_What is needed_
Reproduce the first line of the entries that follow and each later line, word for word, ending with the one containing "colors are off.".

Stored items
---+---

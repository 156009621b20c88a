//! Terminal output: the deploy banner, step status markers, the settings
//! listing and error lines.

pub mod reporter;

use console::Term;
use owo_colors::{OwoColorize as _, Style};
pub use reporter::TerminalReporter;

/// Colors used on stdout/stderr. All plain when colors are off.
#[derive(Debug, Default, Clone, Copy)]
pub struct Palette {
    pub ok: Style,
    pub failed: Style,
    pub banner: Style,
    pub key: Style,
}

impl Palette {
    #[must_use]
    pub fn colored() -> Self {
        Self {
            ok: Style::new().green().bold(),
            failed: Style::new().red().bold(),
            banner: Style::new().cyan().bold(),
            key: Style::new().dimmed(),
        }
    }
}

/// Where operator-facing output goes and how it looks.
pub struct OutputContext {
    pub palette: Palette,
    /// Suppress everything except errors.
    pub quiet: bool,
}

impl OutputContext {
    /// Colors are used only on a TTY and without `--no-color` (which clap
    /// also reads from `NO_COLOR`).
    #[must_use]
    pub fn new(no_color: bool, quiet: bool) -> Self {
        let use_colors = !no_color && Term::stdout().is_term();
        let palette = if use_colors {
            Palette::colored()
        } else {
            Palette::default()
        };
        Self { palette, quiet }
    }

    /// `##### {title} #####`
    pub fn banner(&self, title: &str) {
        if !self.quiet {
            println!("{}", format!("##### {title} #####").style(self.palette.banner));
        }
    }

    /// `OK` or `FAILED`, closing an inline step line.
    #[must_use]
    pub fn status_marker(&self, ok: bool) -> String {
        if ok {
            "OK".style(self.palette.ok).to_string()
        } else {
            "FAILED".style(self.palette.failed).to_string()
        }
    }

    /// Final line of a successful command.
    pub fn done(&self, msg: &str) {
        if !self.quiet {
            println!("{} {msg}", "✓".style(self.palette.ok));
        }
    }

    /// Error line on stderr. Never suppressed.
    pub fn error(&self, msg: &str) {
        eprintln!("{} {msg}", "✗".style(self.palette.failed));
    }

    /// Print `key: value` lines in config-file syntax, values aligned on the
    /// longest key, under a `# {comment}` line.
    pub fn settings(&self, comment: &str, entries: &[(&str, String)]) {
        if self.quiet {
            return;
        }
        println!("{}", format!("# {comment}").style(self.palette.key));
        for line in settings_lines(entries) {
            println!("{line}");
        }
    }
}

fn settings_lines(entries: &[(&str, String)]) -> Vec<String> {
    let width = entries.iter().map(|(key, _)| key.len()).max().unwrap_or(0);
    entries
        .iter()
        .map(|(key, value)| format!("{:<pad$} {value}", format!("{key}:"), pad = width + 1))
        .collect()
}
//! Application service — compose CLI invocations (teardown, build, launch).
//!
//! Each use-case maps the CLI's exit status to a boolean: zero is success,
//! anything else is a handled failure. Only spawn/wait failures are errors.

use std::path::Path;

use anyhow::Result;

use crate::application::ports::{ChildOutput, CommandRunner};

/// Run `<exe> <args...>` and report whether it exited with status zero.
async fn run_compose(
    runner: &impl CommandRunner,
    exe: &Path,
    args: &[&str],
    output: ChildOutput,
) -> Result<bool> {
    let status = runner.run_status(exe, args, output).await?;
    if status.success() {
        tracing::debug!(?args, "compose command succeeded");
    } else {
        tracing::warn!(?args, code = ?status.code(), "compose command exited non-zero");
    }
    Ok(status.success())
}

/// Stop and remove any previous deployment (`down`), output discarded.
///
/// # Errors
///
/// Returns an error if the compose CLI cannot be run.
pub async fn teardown(runner: &impl CommandRunner, exe: &Path) -> Result<bool> {
    run_compose(runner, exe, &["down"], ChildOutput::Discard).await
}

/// Build images, pulling the latest base layers (`build --pull`).
///
/// Output goes to the operator's terminal because builds are long-running.
///
/// # Errors
///
/// Returns an error if the compose CLI cannot be run.
pub async fn build(runner: &impl CommandRunner, exe: &Path) -> Result<bool> {
    run_compose(runner, exe, &["build", "--pull"], ChildOutput::Inherit).await
}

/// Start the deployment detached (`up -d`), output discarded.
///
/// # Errors
///
/// Returns an error if the compose CLI cannot be run.
pub async fn launch(runner: &impl CommandRunner, exe: &Path) -> Result<bool> {
    run_compose(runner, exe, &["up", "-d"], ChildOutput::Discard).await
}
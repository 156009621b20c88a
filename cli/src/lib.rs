//! Redeploy CLI library — exposes modules for integration testing.

#![cfg_attr(test, allow(clippy::expect_used))]

pub mod app;
pub mod application;
pub mod cli;
pub mod commands;
pub mod domain;
pub mod infra;
pub mod output;
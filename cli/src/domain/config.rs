//! Domain types and validators for deployment configuration.
//!
//! Pure functions only — no I/O, no async, no filesystem access.

use std::path::PathBuf;
use std::time::Duration;

use anyhow::Result;
use serde::{Deserialize, Serialize};

use crate::domain::error::ConfigError;

// ── Defaults ─────────────────────────────────────────────────────────────────

pub const DEFAULT_ARCHIVE_URL: &str =
    "https://s3.eu-central-1.amazonaws.com/devops-exercise/pandapics.tar.gz";
pub const DEFAULT_DEPLOY_DIR: &str = "/public/images";
pub const DEFAULT_COMPOSE_EXE: &str = "/usr/local/bin/docker-compose";
pub const DEFAULT_COMPOSE_FILE: &str = "docker-compose.yml";
pub const DEFAULT_HEALTH_URL: &str = "http://localhost:3000/health";
pub const DEFAULT_HEALTH_TIMEOUT_SECS: u64 = 15;

// ── Config schema ────────────────────────────────────────────────────────────

/// Everything a deployment run needs, fixed at startup.
///
/// Stored as YAML in `~/.redeploy/config.yaml`; every field is optional in the
/// file and falls back to the built-in default.
#[derive(Debug, Clone, PartialEq, Eq, Serialize, Deserialize)]
#[serde(default)]
pub struct DeployConfig {
    /// Gzip tarball holding the static assets.
    pub archive_url: String,
    /// Directory the archive is extracted into.
    pub deploy_dir: PathBuf,
    /// Path to the compose CLI executable.
    pub compose_exe: PathBuf,
    /// Compose descriptor file name expected in `work_dir`.
    pub compose_file: String,
    /// Directory holding the compose descriptor; the compose CLI runs here.
    pub work_dir: PathBuf,
    /// Endpoint polled after launch.
    pub health_url: String,
    /// How long to wait for the health endpoint, in seconds.
    pub health_timeout_secs: u64,
}

impl Default for DeployConfig {
    fn default() -> Self {
        Self {
            archive_url: DEFAULT_ARCHIVE_URL.to_string(),
            deploy_dir: PathBuf::from(DEFAULT_DEPLOY_DIR),
            compose_exe: PathBuf::from(DEFAULT_COMPOSE_EXE),
            compose_file: DEFAULT_COMPOSE_FILE.to_string(),
            work_dir: PathBuf::from("."),
            health_url: DEFAULT_HEALTH_URL.to_string(),
            health_timeout_secs: DEFAULT_HEALTH_TIMEOUT_SECS,
        }
    }
}

impl DeployConfig {
    /// Health poll deadline as a `Duration`.
    #[must_use]
    pub fn health_timeout(&self) -> Duration {
        Duration::from_secs(self.health_timeout_secs)
    }

    /// Where the downloaded archive is written before extraction.
    ///
    /// # Errors
    ///
    /// Returns an error if `archive_url` has no file name.
    pub fn archive_path(&self) -> Result<PathBuf> {
        Ok(self.deploy_dir.join(archive_file_name(&self.archive_url)?))
    }

    /// Path of the compose descriptor inside `work_dir`.
    #[must_use]
    pub fn compose_path(&self) -> PathBuf {
        self.work_dir.join(&self.compose_file)
    }

    /// Check every field that can be checked without touching the system.
    ///
    /// # Errors
    ///
    /// Returns the first [`ConfigError`] found.
    pub fn validate(&self) -> Result<()> {
        validate_http_url("archive_url", &self.archive_url)?;
        validate_http_url("health_url", &self.health_url)?;
        archive_file_name(&self.archive_url)?;
        validate_compose_file(&self.compose_file)?;
        Ok(())
    }
}

// ── Overrides ────────────────────────────────────────────────────────────────

/// Per-field values supplied on the command line; `None` keeps the loaded value.
#[derive(Debug, Clone, Default, PartialEq, Eq)]
pub struct ConfigOverrides {
    pub archive_url: Option<String>,
    pub deploy_dir: Option<PathBuf>,
    pub compose_exe: Option<PathBuf>,
    pub compose_file: Option<String>,
    pub work_dir: Option<PathBuf>,
    pub health_url: Option<String>,
    pub health_timeout_secs: Option<u64>,
}

impl ConfigOverrides {
    /// Replace every field of `config` for which an override is set.
    pub fn apply(self, config: &mut DeployConfig) {
        if let Some(v) = self.archive_url {
            config.archive_url = v;
        }
        if let Some(v) = self.deploy_dir {
            config.deploy_dir = v;
        }
        if let Some(v) = self.compose_exe {
            config.compose_exe = v;
        }
        if let Some(v) = self.compose_file {
            config.compose_file = v;
        }
        if let Some(v) = self.work_dir {
            config.work_dir = v;
        }
        if let Some(v) = self.health_url {
            config.health_url = v;
        }
        if let Some(v) = self.health_timeout_secs {
            config.health_timeout_secs = v;
        }
    }
}

// ── Validators ───────────────────────────────────────────────────────────────

/// Extract the file name from the last path segment of a URL.
///
/// Query strings and fragments are ignored, so
/// `https://host/a/assets.tar.gz?sig=1` yields `assets.tar.gz`.
///
/// # Errors
///
/// Returns [`ConfigError::NoFileName`] if the URL path ends in `/` or has no
/// path at all.
pub fn archive_file_name(url: &str) -> Result<String> {
    let without_fragment = url.split('#').next().unwrap_or(url);
    let without_query = without_fragment
        .split('?')
        .next()
        .unwrap_or(without_fragment);
    let path = without_query
        .split_once("://")
        .map_or(without_query, |(_, rest)| rest);

    match path.split_once('/') {
        Some((_, tail)) => match tail.rsplit('/').next() {
            Some(name) if !name.is_empty() && name != "." && name != ".." => Ok(name.to_string()),
            _ => Err(ConfigError::NoFileName(url.to_string()).into()),
        },
        None => Err(ConfigError::NoFileName(url.to_string()).into()),
    }
}

fn validate_http_url(key: &str, value: &str) -> Result<()> {
    if value.starts_with("http://") || value.starts_with("https://") {
        return Ok(());
    }
    Err(ConfigError::InvalidUrl {
        key: key.to_string(),
        value: value.to_string(),
    }
    .into())
}

fn validate_compose_file(name: &str) -> Result<()> {
    if name.is_empty() || name.contains('/') || name.contains('\\') {
        return Err(ConfigError::InvalidComposeFile(name.to_string()).into());
    }
    Ok(())
}

// ── Unit tests ───────────────────────────────────────────────────────────────
//! `redeploy deploy` — run the whole pipeline.

use anyhow::Result;

use crate::app::AppContext;
use crate::application::services::deploy::deploy;
use crate::domain::{DeployOutcome, ExitCode};
use crate::output::TerminalReporter;

/// Run the deploy command.
///
/// # Errors
///
/// Never fails on its own; every pipeline failure is folded into the
/// returned exit code.
pub async fn run(app: &AppContext) -> Result<ExitCode> {
    let config = &app.config;
    app.output.banner(&format!(
        "Deploying {} from {}",
        config.compose_file,
        config.work_dir.display()
    ));

    let reporter = TerminalReporter::new(&app.output);
    let outcome = deploy(app.deploy_ports(), config, &reporter).await;
    let result = match outcome {
        DeployOutcome::Deployed => Ok(()),
        DeployOutcome::Halted(halt) => Err(halt),
    };
    Ok(super::finish(
        app,
        result,
        &format!("Deployed; {} is healthy", config.health_url),
    ))
}
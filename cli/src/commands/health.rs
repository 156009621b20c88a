//! `redeploy health` — poll the health endpoint of a running deployment.

use anyhow::Result;

use crate::app::AppContext;
use crate::application::PipelineRunner;
use crate::application::services::health_poll::poll_health;
use crate::domain::health::HEALTH_POLL_INTERVAL;
use crate::domain::pipeline::HEALTH_POLL;
use crate::domain::ExitCode;
use crate::output::TerminalReporter;

/// Run the health command.
///
/// # Errors
///
/// Never fails on its own; an unhealthy endpoint maps to exit 1.
pub async fn run(app: &AppContext) -> Result<ExitCode> {
    let reporter = TerminalReporter::new(&app.output);
    let probe = &app.http;
    let config = &app.config;

    let result = PipelineRunner::new(&reporter)
        .run_step(HEALTH_POLL, move || async move {
            let verdict = poll_health(
                probe,
                &config.health_url,
                config.health_timeout(),
                HEALTH_POLL_INTERVAL,
            )
            .await;
            Ok::<_, anyhow::Error>(verdict.is_healthy())
        })
        .await;
    Ok(super::finish(
        app,
        result,
        &format!("{} is healthy", config.health_url),
    ))
}
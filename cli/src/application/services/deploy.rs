//! Application service — the full deploy use-case.
//!
//! Imports only from `crate::domain` and `crate::application::ports`.
//! All I/O is routed through injected port traits.

use crate::application::pipeline::PipelineRunner;
use crate::application::ports::{
    ArchiveExtractor, CommandRunner, Downloader, HealthProbe, LocalFs, ProgressReporter,
};
use crate::application::services::{
    asset_sync::sync_assets,
    compose::{build, launch, teardown},
    health_poll::poll_health,
    preconditions::check_preconditions,
};
use crate::domain::health::HEALTH_POLL_INTERVAL;
use crate::domain::pipeline::{ASSET_SYNC, BUILD, HEALTH_POLL, LAUNCH, PRECONDITIONS, TEARDOWN};
use crate::domain::{DeployConfig, DeployOutcome, Halt};

/// Infrastructure the deploy pipeline runs against.
pub struct DeployPorts<'a, C, F, D, X, H> {
    pub runner: &'a C,
    pub fs: &'a F,
    pub downloader: &'a D,
    pub extractor: &'a X,
    pub probe: &'a H,
}

/// Run precondition check, teardown, asset sync, build, launch and health
/// poll, in that order, stopping at the first step that does not succeed.
///
/// Never returns an error: every failure is folded into
/// [`DeployOutcome::Halted`], whose exit code tells the caller how it ended.
pub async fn deploy<C, F, D, X, H>(
    ports: DeployPorts<'_, C, F, D, X, H>,
    config: &DeployConfig,
    reporter: &impl ProgressReporter,
) -> DeployOutcome
where
    C: CommandRunner,
    F: LocalFs,
    D: Downloader,
    X: ArchiveExtractor,
    H: HealthProbe,
{
    match run_pipeline(ports, config, reporter).await {
        Ok(()) => {
            tracing::info!("deployment finished");
            DeployOutcome::Deployed
        }
        Err(halt) => DeployOutcome::Halted(halt),
    }
}

async fn run_pipeline<C, F, D, X, H>(
    ports: DeployPorts<'_, C, F, D, X, H>,
    config: &DeployConfig,
    reporter: &impl ProgressReporter,
) -> Result<(), Halt>
where
    C: CommandRunner,
    F: LocalFs,
    D: Downloader,
    X: ArchiveExtractor,
    H: HealthProbe,
{
    let DeployPorts {
        runner,
        fs,
        downloader,
        extractor,
        probe,
    } = ports;
    let exe = config.compose_exe.as_path();
    let pipeline = PipelineRunner::new(reporter);

    pipeline
        .run_step(PRECONDITIONS, move || async move { check_preconditions(fs, config) })
        .await?;
    pipeline
        .run_step(TEARDOWN, move || teardown(runner, exe))
        .await?;
    pipeline
        .run_step(ASSET_SYNC, move || {
            sync_assets(fs, downloader, extractor, config)
        })
        .await?;
    pipeline.run_step(BUILD, move || build(runner, exe)).await?;
    pipeline.run_step(LAUNCH, move || launch(runner, exe)).await?;
    pipeline
        .run_step(HEALTH_POLL, move || async move {
            let verdict = poll_health(
                probe,
                &config.health_url,
                config.health_timeout(),
                HEALTH_POLL_INTERVAL,
            )
            .await;
            Ok::<_, anyhow::Error>(verdict.is_healthy())
        })
        .await
}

---+---

_Your solution_
repository 156009621b20c88a
//! Terminal output: the deploy banner, step status markers, the settings
//! listing and error lines.

pub mod reporter;

use console::Term;
use owo_colors::{OwoColorize as _, Style};
pub use reporter::TerminalReporter;

/// Colors used on stdout/stderr. All plain when colors are off.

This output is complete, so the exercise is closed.